Is it wrong to have laughed so hard at kreecher's post that I have cricked my neck? Ow.
When I was a child and ran up to a man in a wax jacket I believed was my father and gave him a huge hug. Only to look up and realise it wasn't....
I've just returned to this thread, re-read kreecher's post and tea has shot out of my nose. Help me. I just have such a vivid mental image of her forcefully taking a dwarf by the hand to "encourage" her out of the shop. Sorry. Immature.
If Kreecher does not win quote of the week it will be a travesty!
If the child behaving badly was one of mine, I would have been grateful to you, as I get very tired of repeating these very words.
i would ROFL if someone did something to me accidentally
PMSL at Kreecher and hte dwarf!!!
Kreecher- you've made my night
Chuff- did exactly the same thing.Grabbed the wrong mans hand, thinking it was my dad. I must have been about 5 too. 30 years on I can still 'feel' the embarrasment,shock etc (verysensitivechildemotion}
At the age of fourteen - fourteen - I was on holiday with my parents in Scotland, staying in a hotel. One morning I got up later than them, and so they went down to breakfast while I had my shower. (Brother and sister much older than me so they hadn't come.)
When I got down to the dining room I headed for their table, in my own little world, and sat down. I heard the waitress saying something about there being "more room over here, dear", and looked up - to realise I had sat at a strange couple's table.
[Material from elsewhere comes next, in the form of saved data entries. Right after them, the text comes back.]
//! Per-identity change-tracking state.

use crate::error::{StateError, StateResult};
use remora_ops::Op;
use remora_value::{encode, Value};
use std::collections::{BTreeMap, VecDeque};

/// The tracked state of one logical object.
///
/// Three structures per identity:
///
/// - **server data** — attribute values exactly as last confirmed by the
///   server; only reconciliation writes here
/// - **pending-ops stack** — ordered layers of not-yet-confirmed
///   operations; the front layer belongs to the oldest in-flight save, the
///   back layer collects new mutations
/// - **object cache** — serialized snapshots of plain containers taken
///   when they became server data, for detecting in-place mutation that
///   bypassed the operation algebra
///
/// Invariant: the stack always holds at least one (possibly empty) layer.
#[derive(Debug, Default)]
pub struct ObjectState {
    server_data: BTreeMap<String, Value>,
    pending_ops: VecDeque<BTreeMap<String, Op>>,
    object_cache: BTreeMap<String, String>,
}

impl ObjectState {
    /// Creates empty state with a single empty pending layer.
    pub fn new() -> Self {
        let mut pending_ops = VecDeque::new();
        pending_ops.push_back(BTreeMap::new());
        Self {
            server_data: BTreeMap::new(),
            pending_ops,
            object_cache: BTreeMap::new(),
        }
    }

    /// Server-confirmed attribute values.
    pub fn server_data(&self) -> &BTreeMap<String, Value> {
        &self.server_data
    }

    /// Number of pending layers (at least one).
    pub fn layer_count(&self) -> usize {
        self.pending_ops.len()
    }

    /// The estimated value of one attribute: server data folded through
    /// every pending layer, oldest first.
    pub fn estimate_attribute(&self, attr: &str) -> StateResult<Option<Value>> {
        let mut estimate = self.server_data.get(attr).cloned();
        for layer in &self.pending_ops {
            if let Some(op) = layer.get(attr) {
                estimate = op.apply_to(estimate.as_ref())?;
            }
        }
        Ok(estimate)
    }

    /// The full estimated attribute map.
    ///
    /// Calling this twice without intervening mutation yields equal maps.
    pub fn estimate_attributes(&self) -> StateResult<BTreeMap<String, Value>> {
        let mut estimate = self.server_data.clone();
        for layer in &self.pending_ops {
            for (attr, op) in layer {
                match op.apply_to(estimate.get(attr))? {
                    Some(value) => {
                        estimate.insert(attr.clone(), value);
                    }
                    None => {
                        estimate.remove(attr);
                    }
                }
            }
        }
        Ok(estimate)
    }

    /// Merges an operation into the newest pending layer.
    ///
    /// `None` clears the attribute's slot (revert). A merge conflict
    /// propagates without touching the layer.
    pub fn set_pending_op(&mut self, attr: &str, op: Option<Op>) -> StateResult<()> {
        let layer = self
            .pending_ops
            .back_mut()
            .expect("pending stack is never empty");
        match op {
            None => {
                layer.remove(attr);
            }
            Some(op) => {
                let merged = op.merge_with(layer.get(attr))?;
                layer.insert(attr.to_string(), merged);
            }
        }
        Ok(())
    }

    /// The operation pending for an attribute in the newest layer.
    pub fn pending_op(&self, attr: &str) -> Option<&Op> {
        self.pending_ops.back().and_then(|layer| layer.get(attr))
    }

    /// Begins a save round trip: freezes the current mutations and opens a
    /// fresh layer for whatever happens while the save is in flight.
    pub fn push_pending_state(&mut self) {
        self.pending_ops.push_back(BTreeMap::new());
    }

    /// Retires the oldest pending layer and returns it.
    ///
    /// At least one (possibly empty) layer always remains.
    pub fn pop_pending_state(&mut self) -> BTreeMap<String, Op> {
        let popped = self.pending_ops.pop_front().unwrap_or_default();
        if self.pending_ops.is_empty() {
            self.pending_ops.push_back(BTreeMap::new());
        }
        popped
    }

    /// The oldest pending layer, cloned — the snapshot a beginning save
    /// serializes.
    pub fn first_pending_layer(&self) -> BTreeMap<String, Op> {
        self.pending_ops.front().cloned().unwrap_or_default()
    }

    /// Folds the oldest pending layer into the next one after a failed
    /// save, so the mutations are retried rather than lost.
    ///
    /// Where both layers hold an op for the same attribute, the newer op
    /// merges onto the popped older op per the merge matrix. The fold is
    /// computed before anything is replaced: a conflict leaves the stack
    /// unchanged.
    pub fn merge_first_pending_state(&mut self) -> StateResult<()> {
        if self.pending_ops.len() < 2 {
            return Ok(());
        }

        let failed = &self.pending_ops[0];
        let next = &self.pending_ops[1];
        let mut merged = failed.clone();
        for (attr, newer) in next {
            let composed = newer.merge_with(merged.get(attr))?;
            merged.insert(attr.clone(), composed);
        }

        self.pending_ops.pop_front();
        self.pending_ops[0] = merged;
        Ok(())
    }

    /// Writes reconciled changes into server data.
    ///
    /// A `None` change removes the attribute. Plain containers are
    /// snapshotted into the object cache for later dirtiness checks.
    pub fn commit_server_changes(
        &mut self,
        changes: BTreeMap<String, Option<Value>>,
    ) -> StateResult<()> {
        for (attr, change) in changes {
            match change {
                Some(value) => {
                    if value.is_plain_container() {
                        let serialized = serde_json::to_string(&encode(&value)?)
                            .map_err(|e| {
                                StateError::Value(remora_value::ValueError::invalid_payload(
                                    e.to_string(),
                                ))
                            })?;
                        self.object_cache.insert(attr.clone(), serialized);
                    } else {
                        self.object_cache.remove(&attr);
                    }
                    self.server_data.insert(attr, value);
                }
                None => {
                    self.server_data.remove(&attr);
                    self.object_cache.remove(&attr);
                }
            }
        }
        Ok(())
    }

    /// True if the attribute (or, with `None`, any attribute) has a
    /// pending op or a container mutated in place since its snapshot.
    pub fn is_dirty(&self, attr: Option<&str>) -> bool {
        match attr {
            Some(attr) => {
                self.pending_ops.iter().any(|layer| layer.contains_key(attr))
                    || self.container_changed(attr)
            }
            None => {
                self.pending_ops.iter().any(|layer| !layer.is_empty())
                    || self
                        .server_data
                        .keys()
                        .any(|attr| self.container_changed(attr))
            }
        }
    }

    /// Attributes whose container snapshots no longer match their current
    /// server data — mutations that bypassed the operation algebra and
    /// must ride along with the next save as implicit sets.
    pub fn dirty_containers(&self) -> Vec<(String, Value)> {
        self.server_data
            .iter()
            .filter(|(attr, _)| self.container_changed(attr))
            .map(|(attr, value)| (attr.clone(), value.clone()))
            .collect()
    }

    fn container_changed(&self, attr: &str) -> bool {
        let value = match self.server_data.get(attr) {
            Some(value) if value.is_plain_container() => value,
            _ => return false,
        };
        let current = match encode(value).ok().map(|e| e.to_string()) {
            Some(current) => current,
            None => return false,
        };
        match self.object_cache.get(attr) {
            Some(snapshot) => snapshot != &current,
            // A container with no snapshot was never committed through
            // reconciliation; treat it as clean.
            None => false,
        }
    }

    /// Direct mutable access to a server-data attribute, modelling
    /// application code mutating a container obtained via `get` in place.
    pub fn server_data_mut(&mut self) -> &mut BTreeMap<String, Value> {
        &mut self.server_data
    }
}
My parents were waiting for me in Reception.
Oh, I am crying at cicatrice and kreecher. This thread needs to come out of Chat quickly.
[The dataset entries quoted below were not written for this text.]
//! Host-side file handling around the core pipeline.
//!
//! The pipeline itself only sees explicit paths; this module owns the
//! upload contract: which extensions are accepted, how the input is
//! persisted into the working directory, and how finished artifacts are
//! resolved by name for retrieval.

use std::path::{Path, PathBuf};

use anyhow::{bail, Context};
use tracing::debug;

/// File extensions accepted as tabular input, lowercase.
pub const ALLOWED_EXTENSIONS: &[&str] = &["csv"];

/// Whether `name` carries a recognized tabular extension
/// (case-insensitive).
pub fn has_allowed_extension(name: &str) -> bool {
    Path::new(name)
        .extension()
        .and_then(|ext| ext.to_str())
        .map(|ext| ALLOWED_EXTENSIONS.contains(&ext.to_ascii_lowercase().as_str()))
        .unwrap_or(false)
}

/// Copy the input file into the working directory under its bare file
/// name, stripping any directory components from the source path.
///
/// Returns the stored path the pipeline should read from.
pub fn persist_input(src: &Path, work_dir: &Path) -> anyhow::Result<PathBuf> {
    let name = src
        .file_name()
        .with_context(|| format!("input path {} has no file name", src.display()))?;
    let dest = work_dir.join(name);

    std::fs::copy(src, &dest)
        .with_context(|| format!("failed to store {} in {}", src.display(), work_dir.display()))?;

    debug!("Stored input as {}", dest.display());
    Ok(dest)
}

/// Resolve a finished artifact by name inside the working directory.
///
/// Refuses names carrying path separators or parent references, so a
/// caller can pass through user-supplied names safely.
pub fn artifact_path(work_dir: &Path, name: &str) -> anyhow::Result<PathBuf> {
    if name.contains(['/', '\\']) || name.contains("..") {
        bail!("invalid artifact name: {name:?}");
    }
    let path = work_dir.join(name);
    if !path.is_file() {
        bail!("artifact {name:?} not found in {}", work_dir.display());
    }
    Ok(path)
}

// ── Tests ─────────────────────────────────────────────────────────────────────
My twentysomething brother had his arse groped and sweet nothings whispered in his ear by a bloke whose girlfriend was unluckily sporting the exact same suede jacket, blue jeans and long ponytail combo The guy was totally mortified, stood there like a lemon while his girlfriend pissed herself laughing in the background. It didn't help that this happened on a 36 hour ferry journey so they all kept bumping into each other, hahahahaaaa.
My Dad once picked me up from work and I got int eh car, put on my seatblet, changed the radio channel and started talking. Then i looked at the man staring at me aghast. I got out of the car and saw my dad parked behind in an identical car witha WTF face
ROFL at Kreecher and Cicatrice.
<wipes tears away>
Encourage a dwarf...
DH once helped himself to some chopped up sausage on the butchers counter, thinking it was a sample. The woman next to him in the queue said in a very annoyed voice, 'Do you mind? That is my lunch'
That is so funny Mme
That is just my sense of humour!
A fried of mine is a portrait painter, and was exhibiting some paintings at an art fair. She was approached by a man, who very excitedly pointed at one painting, and said "That's me, you've painted me". The picture, dear readers, was of ME.
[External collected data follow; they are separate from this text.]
use std::path::PathBuf;
use thiserror::Error;

/// All errors produced by the cohort LTV pipeline.
#[derive(Error, Debug)]
pub enum CohortError {
    /// The input table violates the expected schema: too few columns, an
    /// unparseable purchase date, or a non-numeric sale amount.
    #[error("Malformed input: {0}")]
    MalformedInput(String),

    /// A transaction could not be matched to a cohort, or a cohort with
    /// transactions reported zero members. Signals a defect, not bad input.
    #[error("Unresolved cohort: {0}")]
    UnresolvedCohort(String),

    /// The input table contains a header but no transaction rows.
    #[error("Input contains no transaction rows")]
    EmptyInput,

    /// A file could not be opened or read from disk.
    #[error("Failed to read file {path}: {source}")]
    FileRead {
        path: PathBuf,
        #[source]
        source: std::io::Error,
    },

    /// A delimited record could not be read or written.
    #[error(transparent)]
    Csv(#[from] csv::Error),

    /// Pass-through for any raw I/O error that does not carry a path.
    #[error(transparent)]
    Io(#[from] std::io::Error),

    /// Catch-all for errors from third-party crates via `anyhow`.
    #[error(transparent)]
    Other(#[from] anyhow::Error),
}

/// Convenience alias used throughout the cohort crates.
pub type Result<T> = std::result::Result<T, CohortError>;
//! Cohort assignment and transaction enrichment.
//!
//! A customer's cohort is the calendar month of their earliest purchase.
//! Every transaction is joined against its customer's assignment and
//! annotated with cohort month, purchase month, month offset and repeat
//! status.

use std::collections::HashMap;

use chrono::NaiveDate;
use cohort_core::error::{CohortError, Result};
use cohort_core::models::{CohortAssignment, EnrichedTransaction, Transaction};
use cohort_core::month::Month;
use tracing::debug;

/// Compute one [`CohortAssignment`] per distinct customer: the minimum
/// purchase date across that customer's transactions. Ties on the minimum
/// date are irrelevant since only the date matters.
///
/// Returned assignments are sorted by customer id.
pub fn assign_cohorts(transactions: &[Transaction]) -> Vec<CohortAssignment> {
    let mut first_purchase: HashMap<&str, NaiveDate> = HashMap::new();
    for tx in transactions {
        first_purchase
            .entry(tx.customer_id.as_str())
            .and_modify(|date| {
                if tx.purchase_date < *date {
                    *date = tx.purchase_date;
                }
            })
            .or_insert(tx.purchase_date);
    }

    let mut assignments: Vec<CohortAssignment> = first_purchase
        .into_iter()
        .map(|(customer_id, first_purchase_date)| CohortAssignment {
            customer_id: customer_id.to_string(),
            first_purchase_date,
        })
        .collect();
    assignments.sort_by(|a, b| a.customer_id.cmp(&b.customer_id));

    debug!("Assigned {} customers to cohorts", assignments.len());
    assignments
}

/// Left-join every transaction against its customer's assignment and derive
/// the month-level fields.
///
/// Fails with [`CohortError::UnresolvedCohort`] when a transaction's
/// customer has no assignment. Given assignments derive from the same
/// transaction set this is unreachable, and raising it signals a defect.
pub fn enrich_transactions(
    transactions: &[Transaction],
    assignments: &[CohortAssignment],
) -> Result<Vec<EnrichedTransaction>> {
    let by_customer: HashMap<&str, NaiveDate> = assignments
        .iter()
        .map(|a| (a.customer_id.as_str(), a.first_purchase_date))
        .collect();

    transactions
        .iter()
        .map(|tx| {
            let first_purchase_date = by_customer
                .get(tx.customer_id.as_str())
                .copied()
                .ok_or_else(|| {
                    CohortError::UnresolvedCohort(format!(
                        "customer {} has no cohort assignment",
                        tx.customer_id
                    ))
                })?;

            let cohort_month = Month::from_date(first_purchase_date);
            let purchase_month = Month::from_date(tx.purchase_date);

            Ok(EnrichedTransaction {
                customer_id: tx.customer_id.clone(),
                purchase_date: tx.purchase_date,
                sale_amount: tx.sale_amount,
                first_purchase_date,
                cohort_month,
                purchase_month,
                months_since_cohort: purchase_month.months_since(cohort_month) as u32,
                is_repeat: tx.purchase_date > first_purchase_date,
            })
        })
        .collect()
}

// ── Tests ─────────────────────────────────────────────────────────────────────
Kreecher I am literally crying with laughter, am pg and it's making my bump twitch with the convulsions!
Funniest MN thread in aaages...
DS ran up to a woman at nursery who from behind looked like his favourite carer (brown hair, ponytail). When she turned round and he saw it wasn't her he got upset, then spent the rest of the morning glaring at her for having the nerve to not be Sarah
<weeps with laughter>
No word of a lie - I had a lengthy conversation with DH in Boots once about whether we should ditch our normal Durex featherlite and try out the 'ribbed for her pleasure' ones. Or maybe even try out Femidoms.
You can guess the rest, can't you?
The worst thing was that the random guy I was actually talking to stood beside me listening for a good minute before I turned around and realised he wasn't my DH. He then scurried off looking severely disturbed - seriously, he looked like he'd just been delivered back to Earth after an alien abduction - while I went scarlet and charged off to look for my DH and give him a good hard dig in the arm for walking off while I was in mid sentence. Bastard.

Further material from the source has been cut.